This is Part 2 of a series – click here to read other Parts!
In the previous article, we introduced the questions this series will address, laying out a Roadmap to Recovery:
What lessons have you personally learned from the COVID-19 Pandemic Era?
What have we learned as a global human family, and what do we need to learn?
Why is it important?
What do we do about it?
And in the interest of answering these questions, we introduced the big-picture terminology we’ll rely on as the boundaries and compass on our Roadmap:
From Pandemic Era to Recovery Era
From Greater Resignation to Greater Reengagement and Reimagination
Moving On with Business-as-Usual to Moving Through with Transitional Ceremonies
What does it look like to take on these initiatives and questions? I’ll be providing several concrete answers in upcoming articles. These have been guided by many observations, conversations, research, and my community pandemic recovery work. And they’ve also been guided significantly by my reading of history.

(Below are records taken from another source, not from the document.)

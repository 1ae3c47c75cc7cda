//! Worst-case aggregation for timed benchmarks.

use std::fmt;

use serde::{Deserialize, Serialize};

use crate::monitoring::{Snapshot, ThrottleState};

/// Peak temperature below which cooling is rated excellent.
pub const EXCELLENT_BELOW_C: f64 = 65.0;

/// Peak temperature below which cooling is rated good.
pub const GOOD_BELOW_C: f64 = 78.0;

/// Running maxima over the snapshots of one timed session.
#[derive(Debug, Clone, Default, PartialEq)]
pub struct BenchStats {
    pub max_temp_c: f64,
    pub max_clock_mhz: u32,
    pub max_ram_mib: u64,
    pub max_volt_v: f64,
    pub throttled_observed: bool,
    pub samples: u64,
}

impl BenchStats {
    pub fn new() -> Self {
        Self::default()
    }

    /// Fold one snapshot into the maxima.
    pub fn accept(&mut self, snapshot: &Snapshot) {
        self.max_temp_c = self.max_temp_c.max(snapshot.temperature_c);
        self.max_clock_mhz = self.max_clock_mhz.max(snapshot.clock_mhz);
        self.max_ram_mib = self.max_ram_mib.max(snapshot.ram_used_mib);
        self.max_volt_v = self.max_volt_v.max(snapshot.voltage_v);
        self.throttled_observed |= snapshot.throttle_state == ThrottleState::Throttled;
        self.samples += 1;
    }

    pub fn summary(&self) -> Summary {
        Summary {
            max_temp_c: self.max_temp_c,
            max_clock_mhz: self.max_clock_mhz,
            max_ram_mib: self.max_ram_mib,
            max_volt_v: self.max_volt_v,
            throttled: self.throttled_observed,
            rating: Rating::from_max_temp(self.max_temp_c),
        }
    }
}

/// Cooling verdict derived from the peak temperature.
#[derive(Debug, Clone, Copy, PartialEq, Eq, Serialize, Deserialize)]
pub enum Rating {
    #[serde(rename = "EXCELLENT")]
    Excellent,
    #[serde(rename = "GOOD")]
    Good,
    #[serde(rename = "THERMAL LIMIT REACHED")]
    ThermalLimitReached,
}

impl Rating {
    pub fn from_max_temp(max_temp_c: f64) -> Self {
        if max_temp_c < EXCELLENT_BELOW_C {
            Self::Excellent
        } else if max_temp_c < GOOD_BELOW_C {
            Self::Good
        } else {
            Self::ThermalLimitReached
        }
    }

    pub fn as_str(&self) -> &'static str {
        match self {
            Self::Excellent => "EXCELLENT",
            Self::Good => "GOOD",
            Self::ThermalLimitReached => "THERMAL LIMIT REACHED",
        }
    }
}

impl fmt::Display for Rating {
    fn fmt(&self, f: &mut fmt::Formatter<'_>) -> fmt::Result {
        f.write_str(self.as_str())
    }
}

/// Result of a completed benchmark.
///
/// `throttled` serializes as `"Yes"` / `"No"`.
#[derive(Debug, Clone, PartialEq, Serialize, Deserialize)]
pub struct Summary {
    pub max_temp_c: f64,
    pub max_clock_mhz: u32,
    pub max_ram_mib: u64,
    pub max_volt_v: f64,
    #[serde(with = "yes_no")]
    pub throttled: bool,
    pub rating: Rating,
}

impl Summary {
    pub fn throttled_label(&self) -> &'static str {
        if self.throttled {
            "Yes"
        } else {
            "No"
        }
    }
}

/// The results report as shown after a benchmark.
impl fmt::Display for Summary {
    fn fmt(&self, f: &mut fmt::Formatter<'_>) -> fmt::Result {
        writeln!(f, "MAX TEMPERATURE:  {:.1} °C", self.max_temp_c)?;
        writeln!(f, "MAX CLOCK SPEED: {} MHz", self.max_clock_mhz)?;
        writeln!(f, "MAX RAM USED:    {} MB", self.max_ram_mib)?;
        writeln!(f, "MAX VOLTAGE:     {:.4} V", self.max_volt_v)?;
        writeln!(f, "THROTTLING:      {}", self.throttled_label())?;
        writeln!(f)?;
        write!(f, "COOLING PERFORMANCE: {}", self.rating)
    }
}

mod yes_no {
    use serde::{de, Deserialize, Deserializer, Serializer};

    pub fn serialize<S: Serializer>(value: &bool, s: S) -> Result<S::Ok, S::Error> {
        s.serialize_str(if *value { "Yes" } else { "No" })
    }

    pub fn deserialize<'de, D: Deserializer<'de>>(d: D) -> Result<bool, D::Error> {
        match String::deserialize(d)?.as_str() {
            "Yes" => Ok(true),
            "No" => Ok(false),
            other => Err(de::Error::custom(format!("expected Yes or No, got {other}"))),
        }
    }
}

The COVID-19 pandemic was unprecedented in so many ways. But, as I mentioned in the previous article, it does fit into a larger category of worldwide communal traumatic experiences. And, for better or worse, we have been through those before. I’ve been especially struck by the parallels and lessons from recent precedents, which we’ll explore in this article:
The 1918-1920 Pandemic and Post-WW1 Crisis: how to fail at recovery
The Post-WW2 Crisis: how to succeed at recovery
And even more so than these sweeping historical narratives, our own personal narratives – including our own experiences with trauma – can inform our perspective on what we need to learn from the past. We’ll explore one of my own experiences in the next article as well:
Loss in the Time of COVID: the lingering pain of obstructed grief, and how to redeem it
These three examples each offer their own insights on the questions and roadmap outlined at the beginning of the article. Each offers a powerful lens through which we can look at our task at hand of Recovery, Reengagement, Reimagination, and Moving Through. As you read through what I’m learning, I invite you to reflect on what you can learn from histories you know yourself, and from your own intimate stories. And I invite you to share that wisdom, as I hope to share some here...
The 1918-1920 Pandemic & Post-WW1 Crisis: How to Fail at Recovery
The last COVID-scale pandemic lasted from approximately February 1918 to April 1920, as the world struggled with a strain of the influenza virus, typically misnamed the “Spanish flu.” This coincided with the end of the First World War:
the final Armistice (or ceasefire) between the Allies and Germany was signed on 11 Nov. 1918,
the Treaty of Versailles (officially ending the war) was signed on 28 Jun. 1919, and
the Paris Peace Conference (further negotiations) concluded on 21 Jan. 1920.[2,3,4]
It’s generally estimated that as many as 50 million from the disease and WW1 together, 15-25 million people per catastrophe. To say the least, the duration of the war was horrific, the end was protracted, the overlap with the virus was tragic, and the lack of public health systems to accommodate victims of either calamity was glaring. Considering these daunting facts, we may be prone to let our forebears off the hook for how they responded. How did they respond? By almost every measure, badly. To focus on the actions in which the U.S. was involved:
For the eight months from the Armistice until the Treaty of Versailles, the Allies (Americans, British, French, etc.) blockaded German ports, effectively killing hundreds of thousands of people with starvation and disease.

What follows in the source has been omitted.